→ **TASK GOAL**: Type out all the records once more, exactly.

Stored data
impl EventPayload {
    #[must_use]
    pub fn kind(&self) -> PayloadKind {
        match self {
            EventPayload::Raw(_) => PayloadKind::Raw,
            EventPayload::Switch(_) => PayloadKind::Switch,
            EventPayload::Port(_) => PayloadKind::Port,
            EventPayload::Host(_) => PayloadKind::Host,
            EventPayload::PktIn(_) => PayloadKind::PktIn,
            EventPayload::PktOut(_) => PayloadKind::PktOut,
            EventPayload::Flow(_) => PayloadKind::Flow,
            EventPayload::Resource(_) => PayloadKind::Resource,
            EventPayload::Traffic(_) => PayloadKind::Traffic,
            EventPayload::Log(_) => PayloadKind::Log,
        }
    }

    /// A zeroed payload of the given kind.
    #[must_use]
    pub fn empty(kind: PayloadKind) -> Self {
        match kind {
            PayloadKind::Raw => EventPayload::Raw(RawMsg::default()),
            PayloadKind::Switch => EventPayload::Switch(Switch::default()),
            PayloadKind::Port => EventPayload::Port(Port::default()),
            PayloadKind::Host => EventPayload::Host(Host::default()),
            PayloadKind::PktIn => EventPayload::PktIn(PktIn::default()),
            PayloadKind::PktOut => EventPayload::PktOut(PktOut::default()),
            PayloadKind::Flow => EventPayload::Flow(Flow::default()),
            PayloadKind::Resource => EventPayload::Resource(Resource::default()),
            PayloadKind::Traffic => EventPayload::Traffic(Traffic::default()),
            PayloadKind::Log => EventPayload::Log(String::new()),
        }
    }

    /// Datapath id and port used by the policy filter, for kinds that carry
    /// them.
    #[must_use]
    pub fn location(&self) -> Option<(u64, u32)> {
        match self {
            EventPayload::Switch(p) => Some((p.dpid, 0)),
            EventPayload::Port(p) => Some((p.dpid, p.port)),
            EventPayload::Host(p) => Some((p.dpid, p.port)),
            EventPayload::PktIn(p) => Some((p.dpid, p.port)),
            EventPayload::PktOut(p) => Some((p.dpid, p.port)),
            EventPayload::Flow(p) => Some((p.dpid, p.port)),
            _ => None,
        }
    }

    /// Approximate encoded size, recorded in the envelope header.
    #[must_use]
    pub fn len(&self) -> usize {
        match self {
            EventPayload::Raw(p) => p.data.len(),
            EventPayload::PktIn(p) => std::mem::size_of::<PktIn>() + p.data.len(),
            EventPayload::PktOut(p) => {
                std::mem::size_of::<PktOut>()
                    + p.data.len()
                    + p.actions.len() * std::mem::size_of::<Action>()
            }
            EventPayload::Flow(p) => {
                std::mem::size_of::<Flow>() + p.actions.len() * std::mem::size_of::<Action>()
            }
            EventPayload::Switch(_) => std::mem::size_of::<Switch>(),
            EventPayload::Port(_) => std::mem::size_of::<Port>(),
            EventPayload::Host(_) => std::mem::size_of::<Host>(),
            EventPayload::Resource(_) => std::mem::size_of::<Resource>(),
            EventPayload::Traffic(_) => std::mem::size_of::<Traffic>(),
            EventPayload::Log(s) => s.len(),
        }
    }

    #[must_use]
    pub fn is_empty(&self) -> bool {
        self.len() == 0
    }
}

macro_rules! payload_from {
    ($($ty:ident => $variant:ident),* $(,)?) => {
        $(
            impl From<$ty> for EventPayload {
                fn from(value: $ty) -> Self {
                    EventPayload::$variant(value)
                }
            }

            impl TryFrom<EventPayload> for $ty {
                type Error = EventPayload;

                fn try_from(value: EventPayload) -> Result<Self, Self::Error> {
                    match value {
                        EventPayload::$variant(inner) => Ok(inner),
                        other => Err(other),
                    }
                }
            }
        )*
    };
}

payload_from!(
    RawMsg => Raw,
    Switch => Switch,
    Port => Port,
    Host => Host,
    PktIn => PktIn,
    PktOut => PktOut,
    Flow => Flow,
    Resource => Resource,
    Traffic => Traffic,
    String => Log,
);

// =============================================================================
// SERDE HELPERS
// =============================================================================

/// Packet bytes as base64 text, `"None"` when empty.
mod packet_data {
    use base64::engine::general_purpose::STANDARD;
    use base64::Engine;
    use serde::{de, Deserialize, Deserializer, Serializer};

    pub fn serialize<S: Serializer>(data: &[u8], s: S) -> Result<S::Ok, S::Error> {
        if data.is_empty() {
            s.serialize_str("None")
        } else {
            s.serialize_str(&STANDARD.encode(data))
        }
    }

    pub fn deserialize<'de, D: Deserializer<'de>>(d: D) -> Result<Vec<u8>, D::Error> {
        let text = String::deserialize(d)?;
        if text.is_empty() || text == "None" {
            return Ok(Vec::new());
        }
        let mut bytes = STANDARD.decode(text.as_bytes()).map_err(de::Error::custom)?;
        bytes.truncate(super::MAX_PKT_SIZE);
        Ok(bytes)
    }
}

/// Action lists as `"type:value,type:value"`.
mod action_list {
    use super::{Action, ActionType, MAX_ACTIONS};
    use serde::{de, Deserialize, Deserializer, Serializer};

    pub fn serialize<S: Serializer>(actions: &[Action], s: S) -> Result<S::Ok, S::Error> {
        let text = actions
            .iter()
            .map(|a| format!("{}:{}", a.kind as u16, a.value))
            .collect::<Vec<_>>()
            .join(",");
        s.serialize_str(&text)
    }

    pub fn deserialize<'de, D: Deserializer<'de>>(d: D) -> Result<Vec<Action>, D::Error> {
        let text = String::deserialize(d)?;
        let mut actions = Vec::new();
        for item in text.split(',').map(str::trim).filter(|s| !s.is_empty()) {
            if actions.len() == MAX_ACTIONS {
                return Err(de::Error::custom(format!(
                    "more than {MAX_ACTIONS} actions"
                )));
            }
            let (code, value) = item
                .split_once(':')
                .ok_or_else(|| de::Error::custom(format!("malformed action '{item}'")))?;
            let code: u16 = code.trim().parse().map_err(de::Error::custom)?;
            let kind = ActionType::from_code(code)
                .ok_or_else(|| de::Error::custom(format!("unknown action type {code}")))?;
            let value: u64 = value.trim().parse().map_err(de::Error::custom)?;
            actions.push(Action::new(kind, value));
        }
        Ok(actions)
    }
}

→ **YOUR RESPONSE**:
impl EventPayload {
    #[must_use]
    pub fn kind(&self) -> PayloadKind {
        match self {
            EventPayload::Raw(_) => PayloadKind::Raw,
            EventPayload::Switch(_) => PayloadKind::Switch,
            EventPayload::Port(_) => PayloadKind::Port,
            EventPayload::Host(_) => PayloadKind::Host,
            EventPayload::PktIn(_) => PayloadKind::PktIn,
            EventPayload::PktOut(_) => PayloadKind::PktOut,
            EventPayload::Flow(_) => PayloadKind::Flow,
            EventPayload::Resource(_) => PayloadKind::Resource,
            EventPayload::Traffic(_) => PayloadKind::Traffic,
            EventPayload::Log(_) => PayloadKind::Log,
        }
    }

    /// A zeroed payload of the given kind.
    #[must_use]
    pub fn empty(kind: PayloadKind) -> Self {
        match kind {
            PayloadKind::Raw => EventPayload::Raw(RawMsg::default()),
            PayloadKind::Switch => EventPayload::Switch(Switch::default()),
            PayloadKind::Port => EventPayload::Port(Port::default()),
            PayloadKind::Host => EventPayload::Host(Host::default()),
            PayloadKind::PktIn => EventPayload::PktIn(PktIn::default()),
            PayloadKind::PktOut => EventPayload::PktOut(PktOut::default()),
            PayloadKind::Flow => EventPayload::Flow(Flow::default()),
            PayloadKind::Resource => EventPayload::Resource(Resource::default()),
            PayloadKind::Traffic => EventPayload::Traffic(Traffic::default()),
            PayloadKind::Log => EventPayload::Log(String::new()),
        }
    }

    /// Datapath id and port used by the policy filter, for kinds that carry
    /// them.
    #[must_use]
    pub fn location(&self) -> Option<(u64, u32)> {
        match self {
            EventPayload::Switch(p) => Some((p.dpid, 0)),
            EventPayload::Port(p) => Some((p.dpid, p.port)),
            EventPayload::Host(p) => Some((p.dpid, p.port)),
            EventPayload::PktIn(p) => Some((p.dpid, p.port)),
            EventPayload::PktOut(p) => Some((p.dpid, p.port)),
            EventPayload::Flow(p) => Some((p.dpid, p.port)),
            _ => None,
        }
    }

    /// Approximate encoded size, recorded in the envelope header.
    #[must_use]
    pub fn len(&self) -> usize {
        match self {
            EventPayload::Raw(p) => p.data.len(),
            EventPayload::PktIn(p) => std::mem::size_of::<PktIn>() + p.data.len(),
            EventPayload::PktOut(p) => {
                std::mem::size_of::<PktOut>()
                    + p.data.len()
                    + p.actions.len() * std::mem::size_of::<Action>()
            }
            EventPayload::Flow(p) => {
                std::mem::size_of::<Flow>() + p.actions.len() * std::mem::size_of::<Action>()
            }
            EventPayload::Switch(_) => std::mem::size_of::<Switch>(),
            EventPayload::Port(_) => std::mem::size_of::<Port>(),
            EventPayload::Host(_) => std::mem::size_of::<Host>(),
            EventPayload::Resource(_) => std::mem::size_of::<Resource>(),
            EventPayload::Traffic(_) => std::mem::size_of::<Traffic>(),
            EventPayload::Log(s) => s.len(),
        }
    }

    #[must_use]
    pub fn is_empty(&self) -> bool {
        self.len() == 0
    }
}

macro_rules! payload_from {
    ($($ty:ident => $variant:ident),* $(,)?) => {
        $(
            impl From<$ty> for EventPayload {
                fn from(value: $ty) -> Self {
                    EventPayload::$variant(value)
                }
            }

            impl TryFrom<EventPayload> for $ty {
                type Error = EventPayload;

                fn try_from(value: EventPayload) -> Result<Self, Self::Error> {
                    match value {
                        EventPayload::$variant(inner) => Ok(inner),
                        other => Err(other),
                    }
                }
            }
        )*
    };
}

payload_from!(
    RawMsg => Raw,
    Switch => Switch,
    Port => Port,
    Host => Host,
    PktIn => PktIn,
    PktOut => PktOut,
    Flow => Flow,
    Resource => Resource,
    Traffic => Traffic,
    String => Log,
);

// =============================================================================
// SERDE HELPERS
// =============================================================================

/// Packet bytes as base64 text, `"None"` when empty.
mod packet_data {
    use base64::engine::general_purpose::STANDARD;
    use base64::Engine;
    use serde::{de, Deserialize, Deserializer, Serializer};

    pub fn serialize<S: Serializer>(data: &[u8], s: S) -> Result<S::Ok, S::Error> {
        if data.is_empty() {
            s.serialize_str("None")
        } else {
            s.serialize_str(&STANDARD.encode(data))
        }
    }

    pub fn deserialize<'de, D: Deserializer<'de>>(d: D) -> Result<Vec<u8>, D::Error> {
        let text = String::deserialize(d)?;
        if text.is_empty() || text == "None" {
            return Ok(Vec::new());
        }
        let mut bytes = STANDARD.decode(text.as_bytes()).map_err(de::Error::custom)?;
        bytes.truncate(super::MAX_PKT_SIZE);
        Ok(bytes)
    }
}

/// Action lists as `"type:value,type:value"`.
mod action_list {
    use super::{Action, ActionType, MAX_ACTIONS};
    use serde::{de, Deserialize, Deserializer, Serializer};

    pub fn serialize<S: Serializer>(actions: &[Action], s: S) -> Result<S::Ok, S::Error> {
        let text = actions
            .iter()
            .map(|a| format!("{}:{}", a.kind as u16, a.value))
            .collect::<Vec<_>>()
            .join(",");
        s.serialize_str(&text)
    }

    pub fn deserialize<'de, D: Deserializer<'de>>(d: D) -> Result<Vec<Action>, D::Error> {
        let text = String::deserialize(d)?;
        let mut actions = Vec::new();
        for item in text.split(',').map(str::trim).filter(|s| !s.is_empty()) {
            if actions.len() == MAX_ACTIONS {
                return Err(de::Error::custom(format!(
                    "more than {MAX_ACTIONS} actions"
                )));
            }
            let (code, value) = item
                .split_once(':')
                .ok_or_else(|| de::Error::custom(format!("malformed action '{item}'")))?;
            let code: u16 = code.trim().parse().map_err(de::Error::custom)?;
            let kind = ActionType::from_code(code)
                .ok_or_else(|| de::Error::custom(format!("unknown action type {code}")))?;
            let value: u64 = value.trim().parse().map_err(de::Error::custom)?;
            actions.push(Action::new(kind, value));
        }
        Ok(actions)
    }
}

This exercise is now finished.